● WORK INSTRUCTIONS
Report each line from the data below that holds the word "host".

==============================

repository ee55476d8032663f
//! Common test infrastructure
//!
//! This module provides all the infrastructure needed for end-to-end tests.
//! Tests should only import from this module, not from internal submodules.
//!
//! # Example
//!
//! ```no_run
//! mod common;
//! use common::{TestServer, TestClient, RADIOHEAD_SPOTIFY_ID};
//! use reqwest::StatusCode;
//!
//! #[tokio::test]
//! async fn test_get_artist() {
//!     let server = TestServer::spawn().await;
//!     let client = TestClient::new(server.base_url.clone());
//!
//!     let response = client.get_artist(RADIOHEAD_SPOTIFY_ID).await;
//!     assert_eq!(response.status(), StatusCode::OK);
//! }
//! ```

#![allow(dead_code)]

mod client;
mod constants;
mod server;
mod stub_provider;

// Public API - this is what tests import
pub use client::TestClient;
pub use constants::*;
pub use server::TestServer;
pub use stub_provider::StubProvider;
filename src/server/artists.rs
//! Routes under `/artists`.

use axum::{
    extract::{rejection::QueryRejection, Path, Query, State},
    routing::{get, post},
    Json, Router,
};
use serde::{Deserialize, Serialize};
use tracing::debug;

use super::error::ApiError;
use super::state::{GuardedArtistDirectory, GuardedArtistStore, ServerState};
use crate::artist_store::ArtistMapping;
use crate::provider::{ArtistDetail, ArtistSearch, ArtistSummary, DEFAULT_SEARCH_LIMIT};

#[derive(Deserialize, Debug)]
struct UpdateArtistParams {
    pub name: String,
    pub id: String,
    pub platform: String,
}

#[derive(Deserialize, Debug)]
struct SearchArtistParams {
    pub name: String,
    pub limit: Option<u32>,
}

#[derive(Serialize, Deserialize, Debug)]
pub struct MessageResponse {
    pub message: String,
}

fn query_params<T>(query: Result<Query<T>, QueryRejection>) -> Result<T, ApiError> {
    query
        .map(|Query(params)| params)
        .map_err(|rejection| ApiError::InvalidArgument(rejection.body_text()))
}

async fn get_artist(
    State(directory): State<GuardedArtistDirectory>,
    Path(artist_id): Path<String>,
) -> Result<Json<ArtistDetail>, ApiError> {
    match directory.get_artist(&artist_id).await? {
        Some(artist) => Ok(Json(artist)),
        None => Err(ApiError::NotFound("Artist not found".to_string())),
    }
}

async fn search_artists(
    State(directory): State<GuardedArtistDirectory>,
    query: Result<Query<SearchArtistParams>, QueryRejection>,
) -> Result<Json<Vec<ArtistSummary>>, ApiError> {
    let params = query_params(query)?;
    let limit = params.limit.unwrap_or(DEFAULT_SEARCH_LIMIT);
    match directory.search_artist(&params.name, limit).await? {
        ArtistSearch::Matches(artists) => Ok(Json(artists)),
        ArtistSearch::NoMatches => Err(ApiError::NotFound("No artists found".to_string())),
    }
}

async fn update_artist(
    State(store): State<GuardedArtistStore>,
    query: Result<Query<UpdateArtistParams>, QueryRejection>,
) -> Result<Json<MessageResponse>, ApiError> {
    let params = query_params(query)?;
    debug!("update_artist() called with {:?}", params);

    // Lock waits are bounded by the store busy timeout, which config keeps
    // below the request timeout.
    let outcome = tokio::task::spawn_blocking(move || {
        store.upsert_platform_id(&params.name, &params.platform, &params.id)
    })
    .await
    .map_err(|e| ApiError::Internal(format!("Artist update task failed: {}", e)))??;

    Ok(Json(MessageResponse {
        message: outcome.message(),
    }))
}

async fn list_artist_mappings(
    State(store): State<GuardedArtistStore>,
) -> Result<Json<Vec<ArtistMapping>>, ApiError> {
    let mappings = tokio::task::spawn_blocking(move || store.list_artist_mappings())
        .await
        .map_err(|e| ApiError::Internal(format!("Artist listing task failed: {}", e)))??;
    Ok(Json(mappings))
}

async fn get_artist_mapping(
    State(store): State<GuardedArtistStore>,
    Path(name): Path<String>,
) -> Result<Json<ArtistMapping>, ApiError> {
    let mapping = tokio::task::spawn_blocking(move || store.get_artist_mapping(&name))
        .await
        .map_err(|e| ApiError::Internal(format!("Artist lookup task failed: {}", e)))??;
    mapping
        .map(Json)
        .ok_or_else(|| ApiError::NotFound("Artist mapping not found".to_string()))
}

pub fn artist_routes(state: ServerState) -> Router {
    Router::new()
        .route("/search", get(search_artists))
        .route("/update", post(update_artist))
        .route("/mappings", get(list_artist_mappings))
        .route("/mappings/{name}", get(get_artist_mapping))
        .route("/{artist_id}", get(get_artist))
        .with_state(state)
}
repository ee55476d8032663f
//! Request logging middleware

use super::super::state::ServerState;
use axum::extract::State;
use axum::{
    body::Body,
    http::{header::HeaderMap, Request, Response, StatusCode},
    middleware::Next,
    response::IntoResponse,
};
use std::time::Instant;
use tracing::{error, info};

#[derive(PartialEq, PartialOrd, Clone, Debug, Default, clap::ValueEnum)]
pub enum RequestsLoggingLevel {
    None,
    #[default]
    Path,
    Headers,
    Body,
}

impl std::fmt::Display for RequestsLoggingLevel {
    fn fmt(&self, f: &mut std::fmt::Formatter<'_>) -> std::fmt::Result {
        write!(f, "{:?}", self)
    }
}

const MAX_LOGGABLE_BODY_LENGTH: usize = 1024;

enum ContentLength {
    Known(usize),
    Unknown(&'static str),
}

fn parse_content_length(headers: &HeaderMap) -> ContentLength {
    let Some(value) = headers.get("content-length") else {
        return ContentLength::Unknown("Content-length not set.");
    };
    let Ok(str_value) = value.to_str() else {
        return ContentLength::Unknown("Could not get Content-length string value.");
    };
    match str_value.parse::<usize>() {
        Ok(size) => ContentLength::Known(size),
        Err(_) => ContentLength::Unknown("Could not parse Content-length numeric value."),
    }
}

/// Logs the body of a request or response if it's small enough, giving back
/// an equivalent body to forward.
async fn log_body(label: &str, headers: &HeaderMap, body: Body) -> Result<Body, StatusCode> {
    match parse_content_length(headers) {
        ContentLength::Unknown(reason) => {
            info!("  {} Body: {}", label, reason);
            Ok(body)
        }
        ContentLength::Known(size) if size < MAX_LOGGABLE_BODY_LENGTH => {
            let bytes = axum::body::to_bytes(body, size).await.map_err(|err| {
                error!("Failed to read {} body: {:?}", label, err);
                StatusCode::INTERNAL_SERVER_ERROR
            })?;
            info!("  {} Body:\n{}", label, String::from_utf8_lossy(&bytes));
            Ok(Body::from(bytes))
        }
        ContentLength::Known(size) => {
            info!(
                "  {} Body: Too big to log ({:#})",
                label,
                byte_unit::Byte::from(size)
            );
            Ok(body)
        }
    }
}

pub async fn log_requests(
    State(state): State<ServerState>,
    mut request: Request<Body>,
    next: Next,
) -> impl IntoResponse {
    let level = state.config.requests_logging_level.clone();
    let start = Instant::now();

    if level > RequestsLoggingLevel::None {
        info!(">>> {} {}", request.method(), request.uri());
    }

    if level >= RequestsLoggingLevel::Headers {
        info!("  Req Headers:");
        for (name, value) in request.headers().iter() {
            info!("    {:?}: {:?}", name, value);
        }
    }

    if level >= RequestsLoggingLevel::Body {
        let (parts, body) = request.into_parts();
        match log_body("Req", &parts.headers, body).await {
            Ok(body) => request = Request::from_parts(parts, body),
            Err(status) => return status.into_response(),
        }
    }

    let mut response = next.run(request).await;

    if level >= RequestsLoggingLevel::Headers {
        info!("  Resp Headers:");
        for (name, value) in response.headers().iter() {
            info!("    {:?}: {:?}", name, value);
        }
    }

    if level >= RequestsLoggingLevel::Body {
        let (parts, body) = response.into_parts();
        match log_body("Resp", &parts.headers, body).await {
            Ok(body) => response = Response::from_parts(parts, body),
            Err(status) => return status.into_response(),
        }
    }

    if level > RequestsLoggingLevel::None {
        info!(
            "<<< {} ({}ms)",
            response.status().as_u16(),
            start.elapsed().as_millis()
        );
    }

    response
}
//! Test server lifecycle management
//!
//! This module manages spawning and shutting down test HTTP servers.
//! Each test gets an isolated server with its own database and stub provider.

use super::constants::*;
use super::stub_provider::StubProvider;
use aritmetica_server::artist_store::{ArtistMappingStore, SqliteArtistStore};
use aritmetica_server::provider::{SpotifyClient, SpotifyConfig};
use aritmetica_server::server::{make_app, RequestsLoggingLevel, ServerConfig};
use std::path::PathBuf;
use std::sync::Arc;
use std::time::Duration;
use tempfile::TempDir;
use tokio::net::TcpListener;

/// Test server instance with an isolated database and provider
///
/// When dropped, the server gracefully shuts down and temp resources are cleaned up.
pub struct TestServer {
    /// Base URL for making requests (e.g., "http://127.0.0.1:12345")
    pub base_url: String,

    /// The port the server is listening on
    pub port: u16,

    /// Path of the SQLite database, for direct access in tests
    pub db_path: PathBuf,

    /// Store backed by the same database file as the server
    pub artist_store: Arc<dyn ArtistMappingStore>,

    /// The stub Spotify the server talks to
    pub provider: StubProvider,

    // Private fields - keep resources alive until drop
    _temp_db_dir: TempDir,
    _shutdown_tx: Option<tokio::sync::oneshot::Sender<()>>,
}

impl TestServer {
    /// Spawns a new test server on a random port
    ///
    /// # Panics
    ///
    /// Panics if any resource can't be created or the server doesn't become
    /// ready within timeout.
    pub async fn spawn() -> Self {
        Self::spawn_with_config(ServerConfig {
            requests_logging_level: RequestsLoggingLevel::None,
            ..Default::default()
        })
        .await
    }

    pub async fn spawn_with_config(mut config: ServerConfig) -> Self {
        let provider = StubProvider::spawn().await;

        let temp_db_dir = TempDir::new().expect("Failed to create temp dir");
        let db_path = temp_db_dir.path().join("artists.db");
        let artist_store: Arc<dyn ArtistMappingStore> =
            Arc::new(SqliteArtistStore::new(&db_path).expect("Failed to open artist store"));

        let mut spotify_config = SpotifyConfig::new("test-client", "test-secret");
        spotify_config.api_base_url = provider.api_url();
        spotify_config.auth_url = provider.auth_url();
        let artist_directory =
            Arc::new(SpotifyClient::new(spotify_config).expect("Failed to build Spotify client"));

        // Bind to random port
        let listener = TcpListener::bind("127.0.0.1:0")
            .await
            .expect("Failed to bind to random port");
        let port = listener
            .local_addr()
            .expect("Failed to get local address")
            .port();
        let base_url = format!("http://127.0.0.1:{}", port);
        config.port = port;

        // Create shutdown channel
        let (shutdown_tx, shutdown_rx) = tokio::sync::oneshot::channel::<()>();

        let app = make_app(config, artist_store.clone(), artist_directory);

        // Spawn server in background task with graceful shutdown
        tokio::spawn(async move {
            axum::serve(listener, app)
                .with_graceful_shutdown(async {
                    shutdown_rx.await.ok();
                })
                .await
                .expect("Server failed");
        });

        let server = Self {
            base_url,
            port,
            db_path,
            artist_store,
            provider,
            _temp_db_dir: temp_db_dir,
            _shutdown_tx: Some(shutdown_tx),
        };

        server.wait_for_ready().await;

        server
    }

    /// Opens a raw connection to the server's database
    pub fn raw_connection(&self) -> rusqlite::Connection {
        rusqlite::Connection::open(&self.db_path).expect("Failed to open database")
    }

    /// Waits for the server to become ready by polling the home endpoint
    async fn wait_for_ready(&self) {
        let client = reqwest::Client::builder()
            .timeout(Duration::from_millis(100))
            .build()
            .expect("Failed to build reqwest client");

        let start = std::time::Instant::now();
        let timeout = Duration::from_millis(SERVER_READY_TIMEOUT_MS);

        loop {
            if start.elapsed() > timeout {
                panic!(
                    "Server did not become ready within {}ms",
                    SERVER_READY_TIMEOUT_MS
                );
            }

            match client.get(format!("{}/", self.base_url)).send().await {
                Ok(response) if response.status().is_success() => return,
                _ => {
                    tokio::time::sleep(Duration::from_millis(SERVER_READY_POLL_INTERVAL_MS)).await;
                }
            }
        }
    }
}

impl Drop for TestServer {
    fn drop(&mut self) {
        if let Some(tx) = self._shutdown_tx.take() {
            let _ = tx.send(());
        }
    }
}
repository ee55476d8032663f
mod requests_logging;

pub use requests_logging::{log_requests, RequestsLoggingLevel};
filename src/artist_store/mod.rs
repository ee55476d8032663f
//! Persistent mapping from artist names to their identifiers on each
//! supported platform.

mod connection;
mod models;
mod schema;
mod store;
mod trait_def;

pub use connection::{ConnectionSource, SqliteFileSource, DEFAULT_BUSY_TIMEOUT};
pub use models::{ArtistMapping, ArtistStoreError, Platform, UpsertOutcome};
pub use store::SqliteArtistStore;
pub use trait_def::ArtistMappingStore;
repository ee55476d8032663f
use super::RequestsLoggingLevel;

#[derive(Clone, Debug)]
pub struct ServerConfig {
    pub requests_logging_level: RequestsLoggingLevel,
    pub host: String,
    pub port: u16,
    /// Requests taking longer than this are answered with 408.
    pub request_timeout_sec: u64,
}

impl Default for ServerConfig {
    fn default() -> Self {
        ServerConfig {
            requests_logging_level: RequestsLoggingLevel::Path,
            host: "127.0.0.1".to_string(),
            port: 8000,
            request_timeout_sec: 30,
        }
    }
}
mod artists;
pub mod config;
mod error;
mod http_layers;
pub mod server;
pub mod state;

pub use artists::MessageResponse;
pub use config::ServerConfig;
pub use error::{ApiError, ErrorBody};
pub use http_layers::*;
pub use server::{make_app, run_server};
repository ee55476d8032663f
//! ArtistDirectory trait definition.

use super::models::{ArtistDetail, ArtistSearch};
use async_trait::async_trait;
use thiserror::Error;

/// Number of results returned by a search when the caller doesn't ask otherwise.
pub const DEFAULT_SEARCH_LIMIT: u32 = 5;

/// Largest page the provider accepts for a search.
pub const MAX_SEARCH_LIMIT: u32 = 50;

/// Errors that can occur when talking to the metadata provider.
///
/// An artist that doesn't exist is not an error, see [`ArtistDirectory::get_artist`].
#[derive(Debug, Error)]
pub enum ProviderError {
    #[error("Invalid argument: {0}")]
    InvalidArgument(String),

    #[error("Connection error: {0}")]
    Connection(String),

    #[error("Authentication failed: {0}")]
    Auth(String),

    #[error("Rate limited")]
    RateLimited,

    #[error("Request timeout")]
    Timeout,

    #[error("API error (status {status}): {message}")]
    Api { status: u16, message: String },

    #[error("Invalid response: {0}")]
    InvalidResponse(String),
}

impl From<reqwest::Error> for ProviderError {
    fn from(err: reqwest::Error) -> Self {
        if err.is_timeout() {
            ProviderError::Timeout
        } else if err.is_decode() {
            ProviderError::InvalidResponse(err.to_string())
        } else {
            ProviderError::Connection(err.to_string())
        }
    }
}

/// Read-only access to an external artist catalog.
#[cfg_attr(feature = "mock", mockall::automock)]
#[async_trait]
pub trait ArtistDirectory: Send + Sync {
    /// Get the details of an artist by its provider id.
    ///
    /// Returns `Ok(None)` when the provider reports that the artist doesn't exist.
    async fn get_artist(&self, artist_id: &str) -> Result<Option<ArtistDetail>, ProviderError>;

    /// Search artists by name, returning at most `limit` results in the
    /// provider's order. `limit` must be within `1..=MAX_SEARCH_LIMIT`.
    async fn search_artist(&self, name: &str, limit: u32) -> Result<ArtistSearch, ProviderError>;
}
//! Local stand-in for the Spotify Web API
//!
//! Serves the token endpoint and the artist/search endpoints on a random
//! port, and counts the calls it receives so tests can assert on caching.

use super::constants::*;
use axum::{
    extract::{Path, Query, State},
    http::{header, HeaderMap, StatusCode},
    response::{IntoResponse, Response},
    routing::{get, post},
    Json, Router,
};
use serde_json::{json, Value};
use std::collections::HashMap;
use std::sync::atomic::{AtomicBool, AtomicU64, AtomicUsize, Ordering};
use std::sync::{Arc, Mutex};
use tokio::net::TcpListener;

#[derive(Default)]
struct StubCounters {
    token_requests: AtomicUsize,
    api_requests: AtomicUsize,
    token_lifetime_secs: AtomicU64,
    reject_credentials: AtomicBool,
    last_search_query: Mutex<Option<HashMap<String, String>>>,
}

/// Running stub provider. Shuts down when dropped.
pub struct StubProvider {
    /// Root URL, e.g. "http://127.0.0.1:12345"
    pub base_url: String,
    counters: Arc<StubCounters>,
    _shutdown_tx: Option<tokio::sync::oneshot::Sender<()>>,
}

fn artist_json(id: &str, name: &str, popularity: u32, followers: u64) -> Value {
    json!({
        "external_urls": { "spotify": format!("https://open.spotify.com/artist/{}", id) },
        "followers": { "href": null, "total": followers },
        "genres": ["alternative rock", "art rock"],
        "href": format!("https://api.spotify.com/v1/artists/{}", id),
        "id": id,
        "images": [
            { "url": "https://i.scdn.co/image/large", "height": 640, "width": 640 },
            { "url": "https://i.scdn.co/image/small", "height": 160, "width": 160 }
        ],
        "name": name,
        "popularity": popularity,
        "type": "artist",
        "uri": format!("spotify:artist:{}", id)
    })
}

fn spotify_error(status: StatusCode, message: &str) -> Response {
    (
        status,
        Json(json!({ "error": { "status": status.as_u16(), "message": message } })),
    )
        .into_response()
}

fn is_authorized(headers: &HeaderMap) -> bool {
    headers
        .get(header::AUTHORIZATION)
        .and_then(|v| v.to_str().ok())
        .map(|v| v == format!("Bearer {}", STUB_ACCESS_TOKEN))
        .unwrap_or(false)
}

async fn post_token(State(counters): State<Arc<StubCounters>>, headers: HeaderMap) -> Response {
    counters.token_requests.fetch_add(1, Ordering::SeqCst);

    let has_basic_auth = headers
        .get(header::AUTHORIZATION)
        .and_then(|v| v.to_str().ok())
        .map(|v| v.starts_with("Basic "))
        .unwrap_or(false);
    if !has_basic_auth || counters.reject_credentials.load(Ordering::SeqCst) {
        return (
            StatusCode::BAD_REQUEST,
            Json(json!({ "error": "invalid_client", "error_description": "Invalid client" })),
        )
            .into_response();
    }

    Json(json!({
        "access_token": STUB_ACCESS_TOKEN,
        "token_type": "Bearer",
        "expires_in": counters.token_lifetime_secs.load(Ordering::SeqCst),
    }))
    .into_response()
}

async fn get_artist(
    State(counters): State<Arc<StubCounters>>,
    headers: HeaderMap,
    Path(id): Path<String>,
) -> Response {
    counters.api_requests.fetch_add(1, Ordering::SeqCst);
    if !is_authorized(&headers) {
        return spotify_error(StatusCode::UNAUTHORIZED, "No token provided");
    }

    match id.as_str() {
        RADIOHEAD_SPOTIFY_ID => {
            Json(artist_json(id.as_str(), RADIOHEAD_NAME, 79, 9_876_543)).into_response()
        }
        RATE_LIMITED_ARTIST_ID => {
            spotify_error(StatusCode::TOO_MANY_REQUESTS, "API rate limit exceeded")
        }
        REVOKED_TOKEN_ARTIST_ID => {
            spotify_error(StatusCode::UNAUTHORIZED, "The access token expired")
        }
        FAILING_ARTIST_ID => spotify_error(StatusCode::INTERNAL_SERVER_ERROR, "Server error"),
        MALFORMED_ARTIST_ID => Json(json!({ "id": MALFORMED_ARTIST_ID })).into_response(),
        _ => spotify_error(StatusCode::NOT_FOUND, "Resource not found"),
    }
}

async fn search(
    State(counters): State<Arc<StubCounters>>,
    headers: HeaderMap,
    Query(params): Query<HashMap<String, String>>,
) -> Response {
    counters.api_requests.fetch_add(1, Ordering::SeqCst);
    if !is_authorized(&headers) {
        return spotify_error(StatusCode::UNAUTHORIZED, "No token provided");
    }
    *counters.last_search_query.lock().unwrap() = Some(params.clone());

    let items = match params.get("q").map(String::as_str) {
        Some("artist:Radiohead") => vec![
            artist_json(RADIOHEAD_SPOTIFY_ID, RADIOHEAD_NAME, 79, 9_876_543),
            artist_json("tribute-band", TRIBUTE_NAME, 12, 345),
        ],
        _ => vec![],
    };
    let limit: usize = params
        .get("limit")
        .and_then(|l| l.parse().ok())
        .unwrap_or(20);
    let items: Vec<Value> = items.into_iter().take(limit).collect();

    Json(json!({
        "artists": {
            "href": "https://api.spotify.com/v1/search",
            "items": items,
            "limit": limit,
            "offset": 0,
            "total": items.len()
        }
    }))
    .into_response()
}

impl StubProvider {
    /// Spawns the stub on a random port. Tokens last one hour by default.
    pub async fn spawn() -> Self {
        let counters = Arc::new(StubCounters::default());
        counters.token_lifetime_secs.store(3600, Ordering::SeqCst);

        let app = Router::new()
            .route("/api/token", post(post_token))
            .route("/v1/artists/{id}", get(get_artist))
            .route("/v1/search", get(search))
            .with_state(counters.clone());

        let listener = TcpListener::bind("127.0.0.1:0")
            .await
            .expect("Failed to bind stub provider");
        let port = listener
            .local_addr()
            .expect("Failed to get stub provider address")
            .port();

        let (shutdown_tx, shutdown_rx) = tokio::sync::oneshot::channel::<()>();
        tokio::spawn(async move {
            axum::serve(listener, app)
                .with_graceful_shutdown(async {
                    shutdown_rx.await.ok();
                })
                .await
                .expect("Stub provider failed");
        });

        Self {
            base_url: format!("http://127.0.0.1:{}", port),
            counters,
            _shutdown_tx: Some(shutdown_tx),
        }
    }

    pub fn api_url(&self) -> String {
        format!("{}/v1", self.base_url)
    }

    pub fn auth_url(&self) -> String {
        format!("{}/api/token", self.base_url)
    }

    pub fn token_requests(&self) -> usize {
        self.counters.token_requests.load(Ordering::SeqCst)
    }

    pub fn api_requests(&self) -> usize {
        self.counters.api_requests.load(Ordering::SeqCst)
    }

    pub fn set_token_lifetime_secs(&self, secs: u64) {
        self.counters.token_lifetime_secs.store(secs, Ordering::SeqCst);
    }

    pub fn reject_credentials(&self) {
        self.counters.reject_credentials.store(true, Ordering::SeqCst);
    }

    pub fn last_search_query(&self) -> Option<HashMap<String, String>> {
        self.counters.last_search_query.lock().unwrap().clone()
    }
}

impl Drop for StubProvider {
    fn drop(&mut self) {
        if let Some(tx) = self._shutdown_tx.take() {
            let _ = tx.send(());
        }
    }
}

==============================

● EXERCISE RESULT
    pub host: String,
            host: "127.0.0.1".to_string(),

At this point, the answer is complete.